Lacrime che, invece, si sono viste per un attimo in quelli di Alessandra. Però lacrime di fierezza. Lei di cognome, come per uno scherzo del dio delle corse, fa Rossi e è, ormai da una vita, la compagna del Dovi. S’erano visti nel paddock, ma poi l’incontro vero è stato a una festa legata al motocross. “Mi sa che lui quella sera aveva bevuto un po’ – ha raccontato Alessandra in una intervista di qualche anno fa – probabilmente questo lo ha aiutato a superare la sua timidezza e si è fatto avanti. Abbiamo parlato, lui era libero da poco e anche io e da lì non abbiamo più smesso”. Come funziona negli amori grandi, quelli in cui l’umanità viene appena poco prima del confronto. Continuo, costante, quotidiano. Lei c’è stata nel tutti i giorni del Dovi e, al contrario di un genitore che ama per sangue anche quando sembra non amare, ha scelto il Dovi. L’uomo, il padre che era già, il pilota che d’essere guardato così, ancora oggi mentre diventava leggenda, evidentemente ha pure saputo meritarlo.

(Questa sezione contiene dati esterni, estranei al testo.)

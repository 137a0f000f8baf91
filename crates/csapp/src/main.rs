mod app;

use std::path::PathBuf;
use std::process;

use clap::Parser;
use csapp_core::kernel::constants::FATAL_EXIT_CODE;
use csapp_core::{BootConfig, LocalConnector, LocalServer, PRIMARY_LOCAL_SERVICE};

use crate::app::Blinky;

/// csapp: boots an application on top of the local system server
#[derive(Parser, Debug)]
#[command(author, version, about, long_about = None)]
struct CliArgs {
    /// Print "pong" and exit without booting
    #[arg(long)]
    ping: bool,

    /// Boot configuration file (.json, .toml, .yaml)
    #[arg(long, value_name = "PATH")]
    config: Option<PathBuf>,

    /// Connect to this service instead of the configured one
    #[arg(long, value_parser = clap::value_parser!(u32).range(1..))]
    service_id: Option<u32>,

    /// Output pin driving the LED
    #[arg(long, default_value_t = 13)]
    led_pin: u8,

    /// Milliseconds between LED toggles
    #[arg(long, default_value_t = 250, value_parser = clap::value_parser!(u64).range(1..))]
    interval_ms: u64,

    /// Number of on/off cycles before exiting
    #[arg(long, default_value_t = 3, value_parser = clap::value_parser!(u32).range(1..))]
    blinks: u32,
}

fn main() {
    let args = CliArgs::parse();

    if args.ping {
        println!("pong");
        return;
    }

    if let Err(e) = env_logger::Builder::from_env(env_logger::Env::default().default_filter_or("warn")).try_init() {
        eprintln!("warning: logger already initialized: {}", e);
    }

    let mut config = match &args.config {
        Some(path) => match BootConfig::load(path) {
            Ok(config) => config,
            Err(e) => {
                log::error!("Cannot load {}: {}", path.display(), e);
                eprintln!("fatal: {}", e);
                process::exit(FATAL_EXIT_CODE);
            }
        },
        None => BootConfig::default(),
    };
    if let Some(service_id) = args.service_id {
        config.server.service_id = service_id;
    }

    // The in-process server only answers as the primary local service.
    let server = LocalServer::from_config(&config);
    let connector = LocalConnector::new().with_service(PRIMARY_LOCAL_SERVICE, server);

    let app = Blinky::new(args.led_pin, args.interval_ms, args.blinks);
    csapp_core::startup(config, connector, app)
}
use std::sync::{Mutex, PoisonError};

use tokio::sync::{mpsc, oneshot};

use crate::ipc::error::IpcError;
use crate::ipc::message::{Notification, Reply, Request, ServerFault};
use crate::ipc::{ChannelId, ServiceId};

/// A request in flight, paired with the slot its reply goes to
#[derive(Debug)]
pub struct Envelope {
    pub request: Request,
    pub reply_to: oneshot::Sender<Result<Reply, ServerFault>>,
}

/// Bidirectional endpoint to a local service.
///
/// Requests are answered one by one through [`Channel::call`]. Notifications
/// pushed by the server are read through the stream returned by
/// [`Channel::take_notifications`], which has exactly one consumer.
#[derive(Debug)]
pub struct Channel {
    id: ChannelId,
    service: ServiceId,
    requests: mpsc::UnboundedSender<Envelope>,
    notifications: Mutex<Option<mpsc::UnboundedReceiver<Notification>>>,
}

impl Channel {
    /// Assemble a channel from the endpoints a [`Connector`](crate::ipc::Connector) set up.
    pub fn from_parts(
        id: ChannelId,
        service: ServiceId,
        requests: mpsc::UnboundedSender<Envelope>,
        notifications: mpsc::UnboundedReceiver<Notification>,
    ) -> Self {
        Self {
            id,
            service,
            requests,
            notifications: Mutex::new(Some(notifications)),
        }
    }

    pub fn id(&self) -> ChannelId {
        self.id
    }

    pub fn service(&self) -> ServiceId {
        self.service
    }

    /// Whether the server side has gone away
    pub fn is_closed(&self) -> bool {
        self.requests.is_closed()
    }

    /// Send a request and wait for its reply.
    pub async fn call(&self, request: Request) -> Result<Reply, IpcError> {
        let name = request.name();
        let (reply_to, reply) = oneshot::channel();
        log::trace!("[{}] -> {}", self.id, name);

        self.requests
            .send(Envelope { request, reply_to })
            .map_err(|_| IpcError::ChannelClosed { channel: self.id })?;

        match reply.await {
            Ok(Ok(reply)) => Ok(reply),
            Ok(Err(fault)) => {
                log::debug!("[{}] '{}' rejected: {}", self.id, name, fault);
                Err(IpcError::Rejected { request: name, fault })
            }
            Err(_) => Err(IpcError::ChannelClosed { channel: self.id }),
        }
    }

    /// Send a request that must be answered with [`Reply::Done`].
    pub async fn call_done(&self, request: Request) -> Result<(), IpcError> {
        let name = request.name();
        match self.call(request).await? {
            Reply::Done => Ok(()),
            reply => Err(IpcError::UnexpectedReply { request: name, reply }),
        }
    }

    /// Hand out the notification stream. Only the first call succeeds.
    pub fn take_notifications(&self) -> Result<NotificationStream, IpcError> {
        let mut slot = self.notifications.lock().unwrap_or_else(PoisonError::into_inner);
        slot.take()
            .map(|receiver| NotificationStream { channel: self.id, receiver })
            .ok_or(IpcError::NotificationsTaken { channel: self.id })
    }
}

/// Receiving half for server notifications
#[derive(Debug)]
pub struct NotificationStream {
    channel: ChannelId,
    receiver: mpsc::UnboundedReceiver<Notification>,
}

impl NotificationStream {
    /// Wait for the next notification. Fails once the server has dropped the channel.
    pub async fn next(&mut self) -> Result<Notification, IpcError> {
        self.receiver
            .recv()
            .await
            .ok_or(IpcError::ChannelClosed { channel: self.channel })
    }
}
//! # csapp Boot Configuration
//!
//! [`BootConfig`] gathers every tunable the bootstrap sequence reads: which
//! local service to connect to and how long to wait, driver sizing, console
//! logging, and the behavior of the in-process server used on hosted targets.
//!
//! Files are JSON, or TOML / YAML behind the `toml-config` / `yaml-config`
//! features; the format is chosen from the file extension.
pub mod error;

use std::path::Path;
use std::str::FromStr;
use std::time::Duration;

use log::LevelFilter;
use serde::{Deserialize, Serialize};

use crate::ipc::{Device, ServiceId};
use crate::kernel::constants;

pub use error::ConfigError;

/// Supported configuration file formats
#[derive(Debug, Clone, Copy, PartialEq)]
pub enum ConfigFormat {
    /// JSON format (.json)
    Json,
    /// YAML format (.yaml, .yml) - requires "yaml-config" feature
    #[cfg(feature = "yaml-config")]
    Yaml,
    /// TOML format (.toml) - requires "toml-config" feature
    #[cfg(feature = "toml-config")]
    Toml,
}

impl ConfigFormat {
    /// Get the file extension for this format
    pub fn extension(&self) -> &'static str {
        match self {
            ConfigFormat::Json => "json",
            #[cfg(feature = "yaml-config")]
            ConfigFormat::Yaml => "yaml",
            #[cfg(feature = "toml-config")]
            ConfigFormat::Toml => "toml",
        }
    }

    /// Determine format from file extension
    pub fn from_path(path: &Path) -> Option<Self> {
        path.extension()
            .and_then(|ext| ext.to_str())
            .and_then(|ext| match ext.to_lowercase().as_str() {
                "json" => Some(ConfigFormat::Json),
                #[cfg(feature = "yaml-config")]
                "yaml" | "yml" => Some(ConfigFormat::Yaml),
                #[cfg(feature = "toml-config")]
                "toml" => Some(ConfigFormat::Toml),
                _ => None,
            })
    }
}

/// Connection to the local system server
#[derive(Debug, Clone, PartialEq, Serialize, Deserialize)]
#[serde(default, deny_unknown_fields)]
pub struct ServerConfig {
    pub service_id: u32,
    pub connect_timeout_ms: u64,
}

impl Default for ServerConfig {
    fn default() -> Self {
        Self {
            service_id: constants::PRIMARY_LOCAL_SERVICE_ID,
            connect_timeout_ms: constants::DEFAULT_CONNECT_TIMEOUT_MS,
        }
    }
}

#[derive(Debug, Clone, PartialEq, Serialize, Deserialize)]
#[serde(default, deny_unknown_fields)]
pub struct GpioConfig {
    pub pin_count: u8,
}

impl Default for GpioConfig {
    fn default() -> Self {
        Self { pin_count: constants::DEFAULT_PIN_COUNT }
    }
}

#[derive(Debug, Clone, PartialEq, Serialize, Deserialize)]
#[serde(default, deny_unknown_fields)]
pub struct TimerConfig {
    /// Timers one process may have armed at once
    pub max_timers: usize,
}

impl Default for TimerConfig {
    fn default() -> Self {
        Self { max_timers: constants::DEFAULT_MAX_TIMERS }
    }
}

#[derive(Debug, Clone, PartialEq, Serialize, Deserialize)]
#[serde(default, deny_unknown_fields)]
pub struct LoggingConfig {
    /// Tag written in front of every console line
    pub prefix: String,
    /// Lowest level forwarded to the console (`off`, `error` .. `trace`)
    pub level: String,
}

impl LoggingConfig {
    /// Console level; an unparsable value (only possible without validation) means `info`
    pub fn level_filter(&self) -> LevelFilter {
        LevelFilter::from_str(&self.level).unwrap_or(LevelFilter::Info)
    }
}

impl Default for LoggingConfig {
    fn default() -> Self {
        Self {
            prefix: constants::DEFAULT_LOG_PREFIX.to_string(),
            level: constants::DEFAULT_LOG_LEVEL.to_string(),
        }
    }
}

/// Behavior of the in-process local server
#[derive(Debug, Clone, PartialEq, Serialize, Deserialize)]
#[serde(default, deny_unknown_fields)]
pub struct SimulatorConfig {
    pub refuse_connections: bool,
    pub failing_devices: Vec<Device>,
    pub echo_console: bool,
}

impl Default for SimulatorConfig {
    fn default() -> Self {
        Self {
            refuse_connections: false,
            failing_devices: Vec::new(),
            echo_console: true,
        }
    }
}

/// Complete boot configuration
#[derive(Debug, Clone, PartialEq, Default, Serialize, Deserialize)]
#[serde(default, deny_unknown_fields)]
pub struct BootConfig {
    pub server: ServerConfig,
    pub gpio: GpioConfig,
    pub timer: TimerConfig,
    pub logging: LoggingConfig,
    pub simulator: SimulatorConfig,
}

impl BootConfig {
    /// Load and validate a configuration file.
    pub fn load(path: &Path) -> Result<Self, ConfigError> {
        let format = ConfigFormat::from_path(path)
            .ok_or_else(|| ConfigError::UnsupportedFormat(path.to_path_buf()))?;
        let content = std::fs::read_to_string(path).map_err(|source| ConfigError::Io {
            path: path.to_path_buf(),
            source,
        })?;
        let config = Self::parse(&content, format)?;
        log::info!("Loaded boot configuration from {}", path.display());
        Ok(config)
    }

    /// Parse and validate configuration text.
    pub fn parse(data: &str, format: ConfigFormat) -> Result<Self, ConfigError> {
        let config: Self = match format {
            ConfigFormat::Json => serde_json::from_str(data).map_err(|e| ConfigError::deserialization(format.extension(), e))?,
            #[cfg(feature = "yaml-config")]
            ConfigFormat::Yaml => serde_yaml::from_str(data).map_err(|e| ConfigError::deserialization(format.extension(), e))?,
            #[cfg(feature = "toml-config")]
            ConfigFormat::Toml => toml::from_str(data).map_err(|e| ConfigError::deserialization(format.extension(), e))?,
        };
        config.validate()?;
        Ok(config)
    }

    /// Serialize to string based on format
    pub fn serialize(&self, format: ConfigFormat) -> Result<String, ConfigError> {
        match format {
            ConfigFormat::Json => serde_json::to_string_pretty(self).map_err(|e| ConfigError::serialization(format.extension(), e)),
            #[cfg(feature = "yaml-config")]
            ConfigFormat::Yaml => serde_yaml::to_string(self).map_err(|e| ConfigError::serialization(format.extension(), e)),
            #[cfg(feature = "toml-config")]
            ConfigFormat::Toml => toml::to_string_pretty(self).map_err(|e| ConfigError::serialization(format.extension(), e)),
        }
    }

    pub fn validate(&self) -> Result<(), ConfigError> {
        if self.server.service_id == 0 {
            return Err(ConfigError::invalid("server.service_id", "service id 0 is reserved"));
        }
        if self.server.connect_timeout_ms == 0 {
            return Err(ConfigError::invalid("server.connect_timeout_ms", "must be greater than zero"));
        }
        if self.gpio.pin_count == 0 {
            return Err(ConfigError::invalid("gpio.pin_count", "must be greater than zero"));
        }
        if self.timer.max_timers == 0 {
            return Err(ConfigError::invalid("timer.max_timers", "must be greater than zero"));
        }
        if LevelFilter::from_str(&self.logging.level).is_err() {
            return Err(ConfigError::invalid(
                "logging.level",
                format!("unknown level '{}'", self.logging.level),
            ));
        }
        Ok(())
    }

    pub fn service(&self) -> ServiceId {
        ServiceId(self.server.service_id)
    }

    pub fn connect_timeout(&self) -> Duration {
        Duration::from_millis(self.server.connect_timeout_ms)
    }

    pub fn log_level(&self) -> LevelFilter {
        self.logging.level_filter()
    }
}
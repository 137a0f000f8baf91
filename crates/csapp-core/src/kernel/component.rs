use std::any::{Any, TypeId};
use std::collections::HashMap;
use std::fmt::Debug;
use std::sync::Arc;

use async_trait::async_trait;

use crate::config::BootConfig;
use crate::ipc::{Channel, Device};
use crate::kernel::error::{Error, Result};

/// What a driver can reach while bringing its device up
#[derive(Debug, Clone, Copy)]
pub struct DriverContext<'a> {
    pub channel: &'a Arc<Channel>,
    pub config: &'a BootConfig,
    /// Every driver constructed for this boot, initialized or not
    pub registry: &'a DriverRegistry,
}

/// Lifecycle trait for all peripheral drivers.
///
/// Constructors must not touch hardware: they only receive configuration.
/// `initialize` runs once, after every driver exists, and is where the
/// device is brought to its operational state over the channel.
#[async_trait]
pub trait Driver: Any + Send + Sync + Debug {
    fn name(&self) -> &'static str;
    fn device(&self) -> Device;
    fn is_initialized(&self) -> bool;
    async fn initialize(&self, ctx: &DriverContext<'_>) -> Result<()>;
}

/// Registry storing each driver singleton as `Arc<dyn Driver>`, keyed by its concrete type
#[derive(Default, Debug)]
pub struct DriverRegistry {
    instances: HashMap<TypeId, Arc<dyn Driver>>,
    // Registration order, which is also initialization order
    order: Vec<TypeId>,
}

impl DriverRegistry {
    /// Create a new empty registry
    pub fn new() -> Self {
        Self {
            instances: HashMap::new(),
            order: Vec::new(),
        }
    }

    /// Register a driver instance. A second instance of the same type is rejected.
    pub fn register_instance<V>(&mut self, instance: Arc<V>) -> Result<()>
    where
        V: Driver + 'static,
    {
        let type_id = TypeId::of::<V>();
        if self.instances.contains_key(&type_id) {
            return Err(Error::ComponentRegistryError {
                operation: "RegisterDriver".to_string(),
                component_name: Some(instance.name().to_string()),
                message: "driver singleton already constructed".to_string(),
            });
        }
        self.instances.insert(type_id, instance);
        self.order.push(type_id);
        Ok(())
    }

    /// Get a driver by the TypeId of its concrete type.
    pub fn get_component_by_id(&self, type_id: &TypeId) -> Option<Arc<dyn Driver>> {
        self.instances.get(type_id).cloned()
    }

    /// Get a driver by concrete type T.
    pub fn get_concrete<T: Driver + 'static>(&self) -> Option<Arc<T>> {
        self.instances.get(&TypeId::of::<T>()).and_then(|driver| {
            let any: Arc<dyn Any + Send + Sync> = driver.clone();
            Arc::downcast::<T>(any).ok()
        })
    }

    /// All drivers in registration order.
    pub fn ordered(&self) -> Vec<Arc<dyn Driver>> {
        self.order
            .iter()
            .filter_map(|type_id| self.instances.get(type_id).cloned())
            .collect()
    }

    /// Driver names in registration order.
    pub fn names(&self) -> Vec<&'static str> {
        self.ordered().iter().map(|driver| driver.name()).collect()
    }

    pub fn len(&self) -> usize {
        self.order.len()
    }

    pub fn is_empty(&self) -> bool {
        self.order.is_empty()
    }
}
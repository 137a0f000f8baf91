// Kernel test module
#[cfg(test)]
mod bootstrap_tests;
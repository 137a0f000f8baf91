use std::collections::HashMap;
use std::sync::atomic::{AtomicU32, Ordering};
use std::sync::{Arc, Mutex, MutexGuard, OnceLock, PoisonError};
use std::time::Duration;

use async_trait::async_trait;

use crate::config::TimerConfig;
use crate::drivers::{expect_ready, DriverError};
use crate::ipc::{Channel, Device, IpcError, Reply, Request, ServerFault, TimerId};
use crate::kernel::component::{Driver, DriverContext};
use crate::kernel::error::Result;

/// How an armed timer behaves once it fires
#[derive(Debug, Clone, Copy, PartialEq, Eq)]
pub enum TimerKind {
    OneShot,
    Periodic,
}

#[derive(Debug)]
struct TimerLink {
    channel: Arc<Channel>,
    // Smaller of the configured limit and what the server allows
    max_timers: usize,
}

#[derive(Debug, Clone, Copy)]
struct Armed {
    kind: TimerKind,
    interval_ms: u64,
}

/// Timer service client: one-shot and periodic timers plus uptime.
///
/// Expirations arrive as notifications on the channel; the run loop reports
/// each one through [`TimerDriver::acknowledge_expiry`] so that one-shot
/// timers stop counting against the capacity.
#[derive(Debug)]
pub struct TimerDriver {
    max_timers: usize,
    link: OnceLock<TimerLink>,
    next_id: AtomicU32,
    armed: Mutex<HashMap<TimerId, Armed>>,
}

impl TimerDriver {
    pub fn new(config: &TimerConfig) -> Self {
        Self {
            max_timers: config.max_timers,
            link: OnceLock::new(),
            next_id: AtomicU32::new(1),
            armed: Mutex::new(HashMap::new()),
        }
    }

    fn link(&self) -> std::result::Result<&TimerLink, DriverError> {
        self.link.get().ok_or(DriverError::NotInitialized { driver: self.name() })
    }

    fn armed(&self) -> MutexGuard<'_, HashMap<TimerId, Armed>> {
        self.armed.lock().unwrap_or_else(PoisonError::into_inner)
    }

    async fn arm(&self, interval_ms: u64, kind: TimerKind) -> std::result::Result<TimerId, DriverError> {
        let link = self.link()?;
        if interval_ms == 0 {
            return Err(DriverError::InvalidInterval);
        }
        if self.armed().len() >= link.max_timers {
            return Err(DriverError::CapacityExceeded { max: link.max_timers });
        }

        let timer = TimerId(self.next_id.fetch_add(1, Ordering::Relaxed));
        // Record before the request so an early expiry is never mistaken for a stale one.
        self.armed().insert(timer, Armed { kind, interval_ms });
        let request = Request::TimerArm {
            timer,
            interval_ms,
            periodic: kind == TimerKind::Periodic,
        };
        if let Err(e) = link.channel.call_done(request).await {
            self.armed().remove(&timer);
            return Err(e.into());
        }
        log::debug!("timer: {} armed ({:?}, {} ms)", timer, kind, interval_ms);
        Ok(timer)
    }

    /// Fire once after `interval_ms`.
    pub async fn set_timeout(&self, interval_ms: u64) -> std::result::Result<TimerId, DriverError> {
        self.arm(interval_ms, TimerKind::OneShot).await
    }

    /// Fire every `interval_ms` until cancelled.
    pub async fn set_interval(&self, interval_ms: u64) -> std::result::Result<TimerId, DriverError> {
        self.arm(interval_ms, TimerKind::Periodic).await
    }

    /// Disarm `timer`. A one-shot timer that already fired on the server but
    /// whose expiry has not been acknowledged yet is simply forgotten.
    pub async fn cancel(&self, timer: TimerId) -> std::result::Result<(), DriverError> {
        let link = self.link()?;
        let armed = self.armed().remove(&timer).ok_or(DriverError::UnknownTimer { timer })?;

        match link.channel.call_done(Request::TimerCancel { timer }).await {
            Ok(()) => Ok(()),
            Err(IpcError::Rejected { fault: ServerFault::UnknownTimer(_), .. }) if armed.kind == TimerKind::OneShot => {
                log::debug!("timer: {} already fired, dropped locally", timer);
                Ok(())
            }
            Err(e @ IpcError::Rejected { fault: ServerFault::UnknownTimer(_), .. }) => Err(e.into()),
            Err(e) => {
                self.armed().insert(timer, armed);
                Err(e.into())
            }
        }
    }

    /// Time since the timer service started.
    pub async fn uptime(&self) -> std::result::Result<Duration, DriverError> {
        match self.link()?.channel.call(Request::Uptime).await? {
            Reply::UptimeMs(ms) => Ok(Duration::from_millis(ms)),
            reply => Err(DriverError::Ipc(IpcError::UnexpectedReply { request: "timer.uptime", reply })),
        }
    }

    /// Timers that may be armed at once, known after initialization
    pub fn capacity(&self) -> Option<usize> {
        self.link.get().map(|link| link.max_timers)
    }

    /// Number of timers currently armed
    pub fn active(&self) -> usize {
        self.armed().len()
    }

    pub fn interval_ms(&self, timer: TimerId) -> Option<u64> {
        self.armed().get(&timer).map(|armed| armed.interval_ms)
    }

    /// Record that `timer` fired. Returns its kind, or `None` for a timer that
    /// is no longer armed (cancelled while the expiry was in flight).
    pub fn acknowledge_expiry(&self, timer: TimerId) -> Option<TimerKind> {
        let mut armed = self.armed();
        let kind = armed.get(&timer)?.kind;
        if kind == TimerKind::OneShot {
            armed.remove(&timer);
        }
        Some(kind)
    }
}

#[async_trait]
impl Driver for TimerDriver {
    fn name(&self) -> &'static str {
        "timer"
    }

    fn device(&self) -> Device {
        Device::Timer
    }

    fn is_initialized(&self) -> bool {
        self.link.get().is_some()
    }

    async fn initialize(&self, ctx: &DriverContext<'_>) -> Result<()> {
        if self.is_initialized() {
            return Err(DriverError::AlreadyInitialized { driver: self.name() }.into());
        }
        let reply = ctx.channel.call(Request::DeviceInit { device: Device::Timer }).await?;
        let offered = expect_ready(Device::Timer, reply)?;
        let max_timers = usize::try_from(offered).unwrap_or(usize::MAX).min(self.max_timers);
        if max_timers < self.max_timers {
            log::warn!("timer: server allows {} timers, {} configured", offered, self.max_timers);
        }

        let link = TimerLink { channel: Arc::clone(ctx.channel), max_timers };
        self.link
            .set(link)
            .map_err(|_| DriverError::AlreadyInitialized { driver: self.name() })?;
        log::info!("timer: ready with {} slots", max_timers);
        Ok(())
    }
}
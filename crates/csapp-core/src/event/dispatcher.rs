use std::any::TypeId;
use std::collections::HashMap;
use std::fmt;
use std::future::Future;
use std::pin::Pin;

use async_trait::async_trait;

use crate::event::{AsyncEventHandler, Event, EventId, EventResult};

// This type represents an owned future that returns EventResult
pub type BoxFuture<'a> = Pin<Box<dyn Future<Output = EventResult> + Send + 'a>>;

/// Handler closure keyed by event name
pub type NamedHandlerFn = Box<dyn Fn(&dyn Event) -> BoxFuture<'_> + Send + Sync>;

/// Handler closure keyed by concrete event type
pub type TypedHandlerFn<E> = Box<dyn Fn(&E) -> BoxFuture<'_> + Send + Sync>;

/// Routes events to the handlers registered for their name or their type
pub struct EventDispatcher {
    handlers: HashMap<&'static str, Vec<(EventId, Box<dyn AsyncEventHandler>)>>,
    type_handlers: HashMap<TypeId, Vec<(EventId, Box<dyn AsyncEventHandler>)>>,
    next_handler_id: EventId,
}

impl fmt::Debug for EventDispatcher {
    fn fmt(&self, f: &mut fmt::Formatter<'_>) -> fmt::Result {
        let name_handler_count: usize = self.handlers.values().map(|v| v.len()).sum();
        let type_handler_count: usize = self.type_handlers.values().map(|v| v.len()).sum();
        f.debug_struct("EventDispatcher")
            .field("name_handlers_count", &name_handler_count)
            .field("type_handlers_count", &type_handler_count)
            .field("next_handler_id", &self.next_handler_id)
            .finish()
    }
}

struct SimpleHandler {
    handler: NamedHandlerFn,
}

#[async_trait]
impl AsyncEventHandler for SimpleHandler {
    async fn handle(&self, event: &dyn Event) -> EventResult {
        (self.handler)(event).await
    }
}

/// Handler for typed events that will check the type
struct TypedEventHandler<E: Event + 'static> {
    handler: TypedHandlerFn<E>,
}

#[async_trait]
impl<E: Event + 'static> AsyncEventHandler for TypedEventHandler<E> {
    async fn handle(&self, event: &dyn Event) -> EventResult {
        match event.as_any().downcast_ref::<E>() {
            Some(e) => (self.handler)(e).await,
            None => EventResult::Continue,
        }
    }
}

async fn run_handlers(handlers: &[(EventId, Box<dyn AsyncEventHandler>)], event: &dyn Event) -> EventResult {
    for (_, handler) in handlers {
        if handler.handle(event).await == EventResult::Stop {
            return EventResult::Stop;
        }
    }
    EventResult::Continue
}

impl EventDispatcher {
    pub fn new() -> Self {
        Self {
            handlers: HashMap::new(),
            type_handlers: HashMap::new(),
            next_handler_id: 1,
        }
    }

    fn next_id(&mut self) -> EventId {
        let id = self.next_handler_id;
        self.next_handler_id += 1;
        id
    }

    pub fn register_handler(&mut self, event_name: &'static str, handler: NamedHandlerFn) -> EventId {
        let id = self.next_id();
        self.handlers
            .entry(event_name)
            .or_default()
            .push((id, Box::new(SimpleHandler { handler })));
        id
    }

    pub fn register_type_handler<E: Event + 'static>(&mut self, handler: TypedHandlerFn<E>) -> EventId {
        let id = self.next_id();
        self.type_handlers
            .entry(TypeId::of::<E>())
            .or_default()
            .push((id, Box::new(TypedEventHandler { handler })));
        id
    }

    pub fn unregister_handler(&mut self, id: EventId) -> bool {
        let mut found = false;
        for handlers in self.handlers.values_mut().chain(self.type_handlers.values_mut()) {
            let len_before = handlers.len();
            handlers.retain(|(h_id, _)| *h_id != id);
            found |= handlers.len() < len_before;
        }
        found
    }

    /// Name handlers run first, then type handlers; `Stop` from any handler ends propagation.
    pub async fn dispatch(&self, event: &dyn Event) -> EventResult {
        if let Some(handlers) = self.handlers.get(event.name()) {
            if run_handlers(handlers, event).await == EventResult::Stop {
                return EventResult::Stop;
            }
        }
        match self.type_handlers.get(&event.as_any().type_id()) {
            Some(handlers) => run_handlers(handlers, event).await,
            None => EventResult::Continue,
        }
    }

    pub fn handler_count(&self) -> usize {
        self.handlers.values().chain(self.type_handlers.values()).map(Vec::len).sum()
    }
}

impl Default for EventDispatcher {
    fn default() -> Self {
        Self::new()
    }
}

/// Box an async handler closure keyed by event name
pub fn event_handler<F>(f: F) -> NamedHandlerFn
where
    F: for<'a> Fn(&'a dyn Event) -> BoxFuture<'a> + Send + Sync + 'static,
{
    Box::new(f)
}

/// Box an async handler closure keyed by event type
pub fn typed_handler<E, F>(f: F) -> TypedHandlerFn<E>
where
    E: Event + 'static,
    F: for<'a> Fn(&'a E) -> BoxFuture<'a> + Send + Sync + 'static,
{
    Box::new(f)
}

/// Helper function to create synchronous handlers that are compatible with async system
pub fn sync_event_handler<F>(f: F) -> NamedHandlerFn
where
    F: Fn(&dyn Event) -> EventResult + Send + Sync + 'static,
{
    event_handler(move |event| {
        let result = f(event);
        Box::pin(async move { result })
    })
}

/// Helper function to create typed synchronous handlers
pub fn sync_typed_handler<E, F>(f: F) -> TypedHandlerFn<E>
where
    E: Event + 'static,
    F: Fn(&E) -> EventResult + Send + Sync + 'static,
{
    typed_handler(move |event| {
        let result = f(event);
        Box::pin(async move { result })
    })
}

E poi ci sono gli ultimi occhi. Quelli che non possiamo farmi vedere in foto. Quelli che per il Dovi vengono sicuramente per primi. Gli unici davanti a cui non avrebbe problemi a abbassare i suoi (e non per timidezza) e nemmeno a perdere: quelli di sua figlia. Era lì, oggi, e non è poco. Anzi è un tantissimo che diventa immenso se si considera la vita che il Dovi ha fatto fin qui: sempre in giro per il mondo, sempre inevitabilmente a fare i conti con la frenesia dei mille impegni, sempre così concentrato (come è giusto che sia) sull’essere pilota e sul voler vincere. Mentre faceva tutto questo, il Dovi che oggi è diventato leggenda, ha saputo essere anche padre e quella figlia lì, a guardarlo così con quegli occhi lì e a tenergli i caschi con uno sguardo di fierezza che la lacrimuccia l’ha fatta scappare pure a noi, è la prova che Andrea Dovizioso da Forlì ha saputo esserci. E esserci, essere lì, come ci ha insegnato Bach in quella fiaba senza tempo che è Il Gabbiano Jonathan Livingston, è la vera velocità perfetta.